Pilarberita.com – Setiap tanggal 2 Mei, Indonesia memperingati Hari Pendidikan Nasional (Hardiknas), sebuah momen penting yang tidak hanya mengenang jasa Ki Hajar Dewantara, tetapi juga menjadi ruang refleksi bagi arah pendidikan nasional. Filosofi pendidikan yang diusung oleh tokoh pelopor pendidikan tersebut — Ing Ngarso Sung Tulodho, Ing Madya Mangun Karso, Tut Wuri Handayani — menekankan pentingnya peran pendidik sebagai teladan, pemberi semangat, dan pendorong kemandirian peserta didik. Namun, peringatan tahun ini menyisakan pertanyaan penting: apakah semangat inklusivitas dan keadilan pendidikan yang digagasnya sudah sepenuhnya terwujud, khususnya di jenjang perguruan tinggi?
Dengan mengusung tema “Partisipasi Semesta Wujudkan Pendidikan Bermutu untuk Semua”, Hardiknas 2025 mengajak seluruh elemen bangsa untuk memperkuat kolaborasi dalam menciptakan pendidikan yang setara. Konsep Tri Pusat Pendidikan — keluarga, sekolah, dan masyarakat — kembali digaungkan sebagai fondasi pembentukan karakter dan kecakapan generasi muda. Namun, realitas di lapangan menunjukkan adanya ketimpangan yang masih terjadi di antara institusi pendidikan tinggi di Indonesia.
Salah satu persoalan utama terletak pada perbedaan status antara Perguruan Tinggi Negeri Berbadan Hukum (PTN-BH) dan perguruan tinggi swasta. PTN-BH mendapatkan keleluasaan dalam pengelolaan anggaran dan dukungan infrastruktur dari pemerintah, yang membuatnya memiliki daya tarik tinggi di mata calon mahasiswa. Sebaliknya, perguruan tinggi swasta — yang jumlahnya mencapai hampir 3.000 dan menampung sekitar 68,56% mahasiswa nasional menurut data BPS 2024 — masih menghadapi tantangan pendanaan, terbatasnya fasilitas, serta keterbatasan akses terhadap riset dan program unggulan.

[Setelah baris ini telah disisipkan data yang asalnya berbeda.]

//! Error types for the fundwise domain.
//!
//! Uses `thiserror` for ergonomic error definitions. Each boundary has its
//! own enum; [`SessionError`] is the taxonomy a caller of the orchestrator
//! actually observes.

use thiserror::Error;

/// The top-level error type for all fundwise operations.
#[derive(Debug, Error)]
pub enum Error {
    // --- Provider errors ---
    #[error("Provider error: {0}")]
    Provider(#[from] ProviderError),

    // --- Tool errors ---
    #[error("Tool error: {0}")]
    Tool(#[from] ToolError),

    // --- Session errors ---
    #[error("Session error: {0}")]
    Session(#[from] SessionError),

    // --- Serialization ---
    #[error("Serialization error: {0}")]
    Serialization(#[from] serde_json::Error),

    // --- Generic ---
    #[error("Internal error: {0}")]
    Internal(String),
}

/// Result type alias using our Error.
pub type Result<T> = std::result::Result<T, Error>;

// --- Bounded context errors ---

#[derive(Debug, Clone, Error)]
pub enum ProviderError {
    #[error("API request failed: {message} (status: {status_code})")]
    ApiError { status_code: u16, message: String },

    #[error("Rate limited by provider, retry after {retry_after_secs}s")]
    RateLimited { retry_after_secs: u64 },

    #[error("Provider overloaded: {0}")]
    Overloaded(String),

    #[error("Authentication failed: {0}")]
    AuthenticationFailed(String),

    #[error("Model not found: {0}")]
    ModelNotFound(String),

    #[error("Stream interrupted: {0}")]
    StreamInterrupted(String),

    #[error("Provider not configured: {0}")]
    NotConfigured(String),

    #[error("Request timed out: {0}")]
    Timeout(String),

    #[error("Network error: {0}")]
    Network(String),
}

impl ProviderError {
    /// Whether retrying the same request could plausibly succeed.
    ///
    /// Auth, configuration and 4xx request errors are fatal; everything that
    /// smells like load or a flaky connection is transient.
    pub fn is_transient(&self) -> bool {
        match self {
            Self::RateLimited { .. }
            | Self::Overloaded(_)
            | Self::StreamInterrupted(_)
            | Self::Timeout(_)
            | Self::Network(_) => true,
            Self::ApiError { status_code, .. } => *status_code >= 500 || *status_code == 408,
            Self::AuthenticationFailed(_) | Self::ModelNotFound(_) | Self::NotConfigured(_) => {
                false
            }
        }
    }
}

#[derive(Debug, Clone, Error)]
pub enum ToolError {
    #[error("Unknown tool: {0}")]
    NotFound(String),

    #[error("Tool not available: {0}")]
    Unavailable(String),

    #[error("Tool execution failed: {tool_name}: {reason}")]
    ExecutionFailed { tool_name: String, reason: String },

    #[error("Tool timed out: {tool_name} after {timeout_ms}ms")]
    Timeout { tool_name: String, timeout_ms: u64 },

    #[error("Invalid tool arguments: {0}")]
    InvalidArguments(String),

    #[error("Malformed tool result from {tool_name}: {reason}")]
    MalformedResult { tool_name: String, reason: String },
}

/// HTTP-style classification of a failed session, used by the gateway to
/// pick a status code and by the in-stream error record.
#[derive(Debug, Clone, Copy, PartialEq, Eq, serde::Serialize, serde::Deserialize)]
#[serde(rename_all = "snake_case")]
pub enum StatusClass {
    BadInput,
    RateLimited,
    UpstreamUnavailable,
    Internal,
}

impl StatusClass {
    pub fn http_status(self) -> u16 {
        match self {
            Self::BadInput => 400,
            Self::RateLimited => 429,
            Self::UpstreamUnavailable => 503,
            Self::Internal => 502,
        }
    }
}

/// Failures that end an orchestration session.
#[derive(Debug, Clone, Error)]
pub enum SessionError {
    /// Empty or invalid request. Raised before any backend call.
    #[error("Invalid request: {0}")]
    Input(String),

    /// Backend kept failing transiently after all retry attempts.
    #[error("Backend unavailable after {attempts} attempt(s): {source}")]
    BackendTransient {
        attempts: u32,
        #[source]
        source: ProviderError,
    },

    /// Auth/config failure at the backend; never retried.
    #[error("Backend rejected the request: {0}")]
    BackendFatal(ProviderError),

    /// The overall session deadline elapsed mid-round.
    #[error("Session exceeded its deadline of {0}s")]
    DeadlineExceeded(u64),

    /// The client went away; no further work is issued.
    #[error("Client disconnected")]
    ClientDisconnected,
}

impl SessionError {
    /// Classify a backend failure once retries are exhausted (or skipped).
    pub fn from_provider(error: ProviderError, attempts: u32) -> Self {
        if error.is_transient() {
            Self::BackendTransient {
                attempts,
                source: error,
            }
        } else {
            Self::BackendFatal(error)
        }
    }

    pub fn status_class(&self) -> StatusClass {
        match self {
            Self::Input(_) => StatusClass::BadInput,
            Self::BackendTransient {
                source: ProviderError::RateLimited { .. },
                ..
            } => StatusClass::RateLimited,
            Self::BackendTransient { .. } | Self::DeadlineExceeded(_) => {
                StatusClass::UpstreamUnavailable
            }
            Self::BackendFatal(_) | Self::ClientDisconnected => StatusClass::Internal,
        }
    }
}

Ketimpangan ini tidak hanya berdampak pada kualitas layanan pendidikan, tetapi juga memperlebar jarak antara kampus-kampus besar di perkotaan dengan perguruan tinggi swasta di daerah, termasuk wilayah terdepan, terluar, dan tertinggal (3T). Stigma bahwa perguruan tinggi swasta hanyalah “pilihan alternatif” turut memperparah kesenjangan. Akibatnya, institusi-institusi swasta mengalami kesulitan berkembang, baik dari sisi akademik, fasilitas, maupun minat mahasiswa.
Di tengah tantangan tersebut, semangat kolaboratif sebagaimana diajarkan Ki Hajar Dewantara perlu dikedepankan. Solusi yang dapat diupayakan antara lain penyusunan skema pembiayaan yang lebih adil oleh pemerintah, termasuk dukungan pembangunan fasilitas dan laboratorium representatif di perguruan tinggi swasta. Selain itu, perluasan akses terhadap dana riset nasional juga menjadi langkah strategis untuk meningkatkan daya saing.

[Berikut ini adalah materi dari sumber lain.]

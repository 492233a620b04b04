use anyhow::{Context, Result};
use std::{path::PathBuf, time::Duration};

#[derive(Debug, Clone)]
pub struct Config {
    // Discord
    pub discord_token: String,
    pub command_prefix: String,

    // Audio
    pub default_volume: f32,
    /// Salir del canal de voz cuando la cola se vacía
    pub idle_disconnect: bool,

    // Resolución (yt-dlp)
    pub ytdlp_path: PathBuf,
    pub resolve_timeout: Duration,
    pub max_playlist_size: usize,
}

impl Config {
    pub fn load() -> Result<Self> {
        dotenvy::dotenv().ok();

        Self::from_lookup(|key| std::env::var(key).ok())
    }

    /// Builds the configuration from an arbitrary key lookup.
    ///
    /// `load` feeds this from the process environment; tests feed it from a
    /// map so they never touch global state.
    pub fn from_lookup<F>(lookup: F) -> Result<Self>
    where
        F: Fn(&str) -> Option<String>,
    {
        let read = |key: &str, default: &str| -> String {
            lookup(key)
                .filter(|val| !val.trim().is_empty())
                .unwrap_or_else(|| default.to_string())
        };

        let config = Self {
            // Discord
            discord_token: lookup("DISCORD_TOKEN")
                .filter(|val| !val.trim().is_empty())
                .context("DISCORD_TOKEN no está definido")?,
            command_prefix: read("COMMAND_PREFIX", "!"),

            // Audio
            default_volume: read("DEFAULT_VOLUME", "0.5")
                .parse()
                .context("DEFAULT_VOLUME inválido")?,
            idle_disconnect: parse_flag(&read("IDLE_DISCONNECT", "false"))
                .context("IDLE_DISCONNECT inválido")?,

            // Resolución
            ytdlp_path: read("YTDLP_PATH", "yt-dlp").into(),
            resolve_timeout: Duration::from_secs(
                read("RESOLVE_TIMEOUT_SECS", "30")
                    .parse()
                    .context("RESOLVE_TIMEOUT_SECS inválido")?,
            ),
            max_playlist_size: read("MAX_PLAYLIST_SIZE", "100")
                .parse()
                .context("MAX_PLAYLIST_SIZE inválido")?,
        };

        config.validate()?;

        Ok(config)
    }

    /// Validates configuration values for correctness.
    ///
    /// # Validation Rules
    ///
    /// - Volume must be between 0.0 and 2.0
    /// - The command prefix must not contain whitespace
    /// - Timeouts and playlist limits must be greater than zero
    pub fn validate(&self) -> Result<()> {
        if self.default_volume < 0.0 || self.default_volume > 2.0 {
            anyhow::bail!(
                "Default volume must be between 0.0 and 2.0, got: {}",
                self.default_volume
            );
        }

        if self.command_prefix.chars().any(char::is_whitespace) {
            anyhow::bail!(
                "Command prefix must not contain whitespace, got: {:?}",
                self.command_prefix
            );
        }

        if self.resolve_timeout.is_zero() {
            anyhow::bail!("Resolve timeout must be greater than 0");
        }

        if self.max_playlist_size == 0 {
            anyhow::bail!("Max playlist size must be greater than 0");
        }

        Ok(())
    }

    /// Returns a summary of the current configuration for logging.
    ///
    /// The token is never included.
    pub fn summary(&self) -> String {
        format!(
            "Config Summary:\n  \
            Commands: prefix {:?}\n  \
            Audio: {}% vol, idle disconnect {}\n  \
            Resolver: {} ({}s timeout, {} max playlist entries)",
            self.command_prefix,
            (self.default_volume * 100.0) as u32,
            if self.idle_disconnect { "on" } else { "off" },
            self.ytdlp_path.display(),
            self.resolve_timeout.as_secs(),
            self.max_playlist_size,
        )
    }
}

fn parse_flag(value: &str) -> Result<bool> {
    match value.trim().to_lowercase().as_str() {
        "1" | "true" | "yes" | "on" => Ok(true),
        "0" | "false" | "no" | "off" => Ok(false),
        other => anyhow::bail!("se esperaba true/false, recibido: {:?}", other),
    }
}

#[cfg(test)]
mod tests {
    use super::*;
    use pretty_assertions::assert_eq;
    use std::collections::HashMap;

    fn lookup_from(pairs: &[(&str, &str)]) -> impl Fn(&str) -> Option<String> {
        let map: HashMap<String, String> = pairs
            .iter()
            .map(|(k, v)| (k.to_string(), v.to_string()))
            .collect();
        move |key| map.get(key).cloned()
    }

    #[test]
    fn defaults_apply_when_only_token_is_set() {
        let config = Config::from_lookup(lookup_from(&[("DISCORD_TOKEN", "abc")])).unwrap();

        assert_eq!(config.discord_token, "abc");
        assert_eq!(config.command_prefix, "!");
        assert_eq!(config.ytdlp_path, PathBuf::from("yt-dlp"));
        assert_eq!(config.resolve_timeout, Duration::from_secs(30));
        assert_eq!(config.max_playlist_size, 100);
        assert!(!config.idle_disconnect);
    }

    #[test]
    fn idle_disconnect_flag() {
        let on = Config::from_lookup(lookup_from(&[
            ("DISCORD_TOKEN", "abc"),
            ("IDLE_DISCONNECT", "True"),
        ]))
        .unwrap();
        assert!(on.idle_disconnect);

        let off = Config::from_lookup(lookup_from(&[
            ("DISCORD_TOKEN", "abc"),
            ("IDLE_DISCONNECT", "0"),
        ]))
        .unwrap();
        assert!(!off.idle_disconnect);

        assert!(Config::from_lookup(lookup_from(&[
            ("DISCORD_TOKEN", "abc"),
            ("IDLE_DISCONNECT", "maybe"),
        ]))
        .is_err());
    }

    #[test]
    fn missing_token_is_an_error() {
        assert!(Config::from_lookup(lookup_from(&[("COMMAND_PREFIX", "?")])).is_err());
        assert!(Config::from_lookup(lookup_from(&[("DISCORD_TOKEN", "  ")])).is_err());
    }

    #[test]
    fn custom_prefix_is_used() {
        let config = Config::from_lookup(lookup_from(&[
            ("DISCORD_TOKEN", "abc"),
            ("COMMAND_PREFIX", "$$"),
        ]))
        .unwrap();

        assert_eq!(config.command_prefix, "$$");
    }

    #[test]
    fn invalid_values_are_rejected() {
        assert!(Config::from_lookup(lookup_from(&[
            ("DISCORD_TOKEN", "abc"),
            ("COMMAND_PREFIX", "! "),
        ]))
        .is_err());
        assert!(Config::from_lookup(lookup_from(&[
            ("DISCORD_TOKEN", "abc"),
            ("DEFAULT_VOLUME", "3.0"),
        ]))
        .is_err());
        assert!(Config::from_lookup(lookup_from(&[
            ("DISCORD_TOKEN", "abc"),
            ("MAX_PLAYLIST_SIZE", "0"),
        ]))
        .is_err());
        assert!(Config::from_lookup(lookup_from(&[
            ("DISCORD_TOKEN", "abc"),
            ("RESOLVE_TIMEOUT_SECS", "soon"),
        ]))
        .is_err());
    }

    #[test]
    fn summary_does_not_leak_token() {
        let config =
            Config::from_lookup(lookup_from(&[("DISCORD_TOKEN", "super-secret")])).unwrap();

        assert!(!config.summary().contains("super-secret"));
    }
}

Kolaborasi antarperguruan tinggi, termasuk antara PTN-BH dan PTS, dalam riset, pelatihan dosen, dan pengembangan kurikulum harus diperkuat. Program seperti Kampus Merdeka dan Penguatan PTS Mandiri dapat diperluas cakupannya, agar manfaatnya tidak hanya dirasakan oleh kampus-kampus besar, tetapi juga merata hingga ke pelosok daerah.
Peringatan Hardiknas tahun ini sepatutnya menjadi pengingat bahwa pendidikan adalah hak semua warga negara, bukan hanya segelintir yang beruntung masuk ke institusi ternama. Dengan mengedepankan semangat gotong royong dan kolaborasi, visi pendidikan yang inklusif dan bermutu untuk semua dapat diwujudkan secara nyata di seluruh pelosok negeri.